Sans l'entendre m'appeler, sans entendre ses pas derrière les miens. Tournant à une ruelle vide mais propre et m'arrêter là pour pleurer tout mon saoul le dos de mes mains sur mes yeux.

Quand est-ce que j'arriverai à l'oublier ? Comment vivre ma nouvelle 'vie' sans faire pleurer ma mère lors des fêtes ? Tournant sur moi-même pour flanquer un coup de pied au mur, et enfouir mon visage dans mes mains. Gémissant un peu plus fort mais en retenant.

Jusqu'à finalement sentir qu'on saisissait doucement mes mains pour les baisser, je levai la tête mais en réalité Nines était baissé pour être à ma hauteur. L'air inquiet, ayant sorti un mouchoir en tissu blanc pour tamponner mes joues, mes paupières et mes lèvres.

Il parcourut mon visage de ses yeux clairs, soupirant sombrement. « Ne pleure pas Lia, tu peux aller les voir si tu veux. Montre toi juste prudente pour ton refuge, » me dit-il en se redressant lentement. Sa main droite venant soudain sur ma joue pour caresser la pommette du pouce. Je le regardai dans les yeux. Essuyant sous un œil du doigt en m'excusant. Il sourit en secouant la tête. « T'en fais pas pour ça, c'est normal, » répondit-il en gardant sa main sur ma joue.
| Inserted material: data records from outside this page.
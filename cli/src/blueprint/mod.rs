//! # Blueprints
//!
//! File: cli/src/blueprint/mod.rs
//!
//! ## Overview
//!
//! Everything that is known about a blueprint before a generation request
//! arrives: its schema, its compiled templates, and the pure stages that
//! interpret the schema against a request's configuration.
//!
//! ## Architecture
//!
//! - `source`: where blueprint files come from (directory or memory)
//! - `loader`: parsing, load-time checks and caching
//! - `schema`: the immutable in-memory model
//! - `variables`: the variable resolver
//! - `condition`: the condition grammar and evaluator
//! - `dependencies`: the dependency merger
//!
pub mod condition;
pub mod dependencies;
pub mod loader;
pub mod schema;
pub mod source;
pub mod variables;

pub use loader::BlueprintLoader;
pub use schema::{BlueprintSchema, BlueprintSummary};
pub use source::{BlueprintSource, DirectorySource, MemorySource};

use crate::core::templating::TemplateSet;

/// A loaded blueprint: its checked schema and compiled templates.
#[derive(Debug)]
pub struct Blueprint {
    pub schema: BlueprintSchema,
    pub templates: TemplateSet,
}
C'était la première fois qu'il faisait ce geste envers moi. Et je fronçai un peu les sourcils avant de baisser les yeux.

« Alors, on va au Last Round ? » Demanda t-il alors que sa main quittait ma joue pour descendre sur mon épaule puis le long de mon bras gauche pour prendre ma main. J'hochai la tête. Me tirant ensuite pour reprendre le chemin, son bras musclé autour de mes petites épaules.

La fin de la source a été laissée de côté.